Question put and agreed to.
Second, Third and Fourth Schedules put and agreed to.
Question proposed: "That the Fifth Schedule be the Fifth Schedule to the Bill."

Section 4 of the Fifth Schedule states:—

"A grant may be made out of the fund whether or not the solicitor had a practising certificate in force when the act of dishonesty occurred."

That appears to me to be mandatory. I suggest it should be optional.

Would the Senator state what his objection to it is?

An Leas-Chathaoirleach

On which part of the Schedule is the question raised?

Section 5, which states:

"A grant shall not be made out of the fund unless notice of the loss is received by the society—

(a) in the prescribed manner, and

(b) within the prescribed period after the loss came to the knowledge of the loser."

The idea there is to protect the public. A person who loses money through the embezzlement of a solicitor must bring the matter to the notice of the society within a reasonable period, otherwise a position might arise where a person had lost money through embezzlement and said nothing about it. Other people might then, perhaps, be led into the same trap. It is very important that a person should not be compensated out of the compensation fund unless he himself acts with reasonable celerity in making his case and in doing it in the proper way.

It would mean that the society would have no option. If, through oversight or neglect or because a person was under age, or for some other reason, the applicant failed to make application to the society within the specified period, the society has no power to award compensation.

Again, I think that is a question of the regulations. Obviously, the regulations would provide and give some relief if the person were ill or out of the country or if the matter had not come to his notice.

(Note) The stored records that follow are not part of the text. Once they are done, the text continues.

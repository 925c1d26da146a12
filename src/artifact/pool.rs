//! Reusable transfer buffers.

use std::ops::{Deref, DerefMut};
use std::sync::{Arc, Mutex};

/// Pool of equally sized byte buffers
///
/// Buffers return to the pool when their [`PooledBuffer`] guard is dropped.
/// At most `max_idle` buffers are retained.
#[derive(Clone, Debug)]
pub struct BufferPool {
    inner: Arc<PoolInner>,
}

#[derive(Debug)]
struct PoolInner {
    buffer_size: usize,
    max_idle: usize,
    idle: Mutex<Vec<Vec<u8>>>,
}

impl BufferPool {
    /// Create a pool handing out buffers of `buffer_size` bytes
    pub fn new(buffer_size: usize, max_idle: usize) -> Self {
        Self {
            inner: Arc::new(PoolInner {
                buffer_size: buffer_size.max(1),
                max_idle,
                idle: Mutex::new(Vec::new()),
            }),
        }
    }

    /// Size of every buffer in this pool
    pub fn buffer_size(&self) -> usize {
        self.inner.buffer_size
    }

    /// Borrow a buffer, allocating a new one when none is idle
    pub fn get(&self) -> PooledBuffer {
        let reused = self
            .inner
            .idle
            .lock()
            .ok()
            .and_then(|mut idle| idle.pop());
        let buf = reused.unwrap_or_else(|| vec![0u8; self.inner.buffer_size]);
        PooledBuffer {
            buf: Some(buf),
            pool: Arc::clone(&self.inner),
        }
    }

    /// Number of buffers currently waiting for reuse
    pub fn idle_count(&self) -> usize {
        self.inner.idle.lock().map(|idle| idle.len()).unwrap_or(0)
    }
}

/// A buffer on loan from a [`BufferPool`]
#[derive(Debug)]
pub struct PooledBuffer {
    buf: Option<Vec<u8>>,
    pool: Arc<PoolInner>,
}

impl Deref for PooledBuffer {
    type Target = [u8];

    fn deref(&self) -> &[u8] {
        self.buf.as_deref().unwrap_or(&[])
    }
}

impl DerefMut for PooledBuffer {
    fn deref_mut(&mut self) -> &mut [u8] {
        self.buf.as_deref_mut().unwrap_or(&mut [])
    }
}

impl Drop for PooledBuffer {
    fn drop(&mut self) {
        let Some(buf) = self.buf.take() else { return };
        if buf.len() != self.pool.buffer_size {
            return;
        }
        if let Ok(mut idle) = self.pool.idle.lock()
            && idle.len() < self.pool.max_idle
        {
            idle.push(buf);
        }
    }
}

They are bound by the prescribed period. Once the regulation specifically states the prescribed period, the society would have no discretion to alter the period set down by the regulation, irrespective of what the unusual circumstances might be in connection with the delay in making the application.

That would depend, surely, on the regulations. They might take the form that the prescribed period shall be (a) five years or (b) such longer period as the committee may, in their discretion, fix—or anything of that kind.

The prescribed period is not mentioned here.

Question put and agreed to.
Sixth Schedule and Title put and agreed to.
Bill reported without amendment.

As the date in the Bill is the 6th January, 1955, perhaps the Seanad—since no amendments have been adopted to it—would be agreeable to give the other stages now? I ask for that.

Agreed to take the remaining stages now.

Question—"That the Bill be received for final consideration"—put and agreed to.
Question proposed: "That the Bill do now pass."

I want to ask the Minister a question in connection with Section 72. Sub-section (2) of Section 72 states:—

"For the reference to £80 contained in the First Schedule to the Stamp Act, 1891, under the first of the headings ‘Articles of Clerkship' there shall be substituted a reference to £14."

To whom is the £14 paid?

The Revenue Commissioners collect that money for the King's Inns. Neither the Revenue Commissioners nor the State get any benefit from it.

That is hardly an explanation.

That is a subject which has always been very painful with the solicitors' profession. Centuries ago, solicitors had the right of members of the King's Inns and were subject to the discipline of the benchers. For some reason which has never really been discovered—although long archæological researches have been made—in process of time it came about that, on admission, solicitors paid a heavy stamp duty which went to the benchers —which did not go to the Incorporated Law Society and which was not of any benefit to the solicitors' profession. That was a matter which always perturbed solicitors. Now, to a very large extent, that has been put right and, in future, solicitors will have to pay the greatly abated stamp duty of £14 which will be received by the Minister for Finance. Out of that we know he makes a grant to the King's Inns but solicitors are getting off much better than they used to.

Much better than the barristers.

I move that that be reduced to £1.

An Leas-Chathaoirleach

The Senator cannot move that at this stage.

Question put and agreed to.
Business suspended at 6 p.m. and resumed at 7 p.m.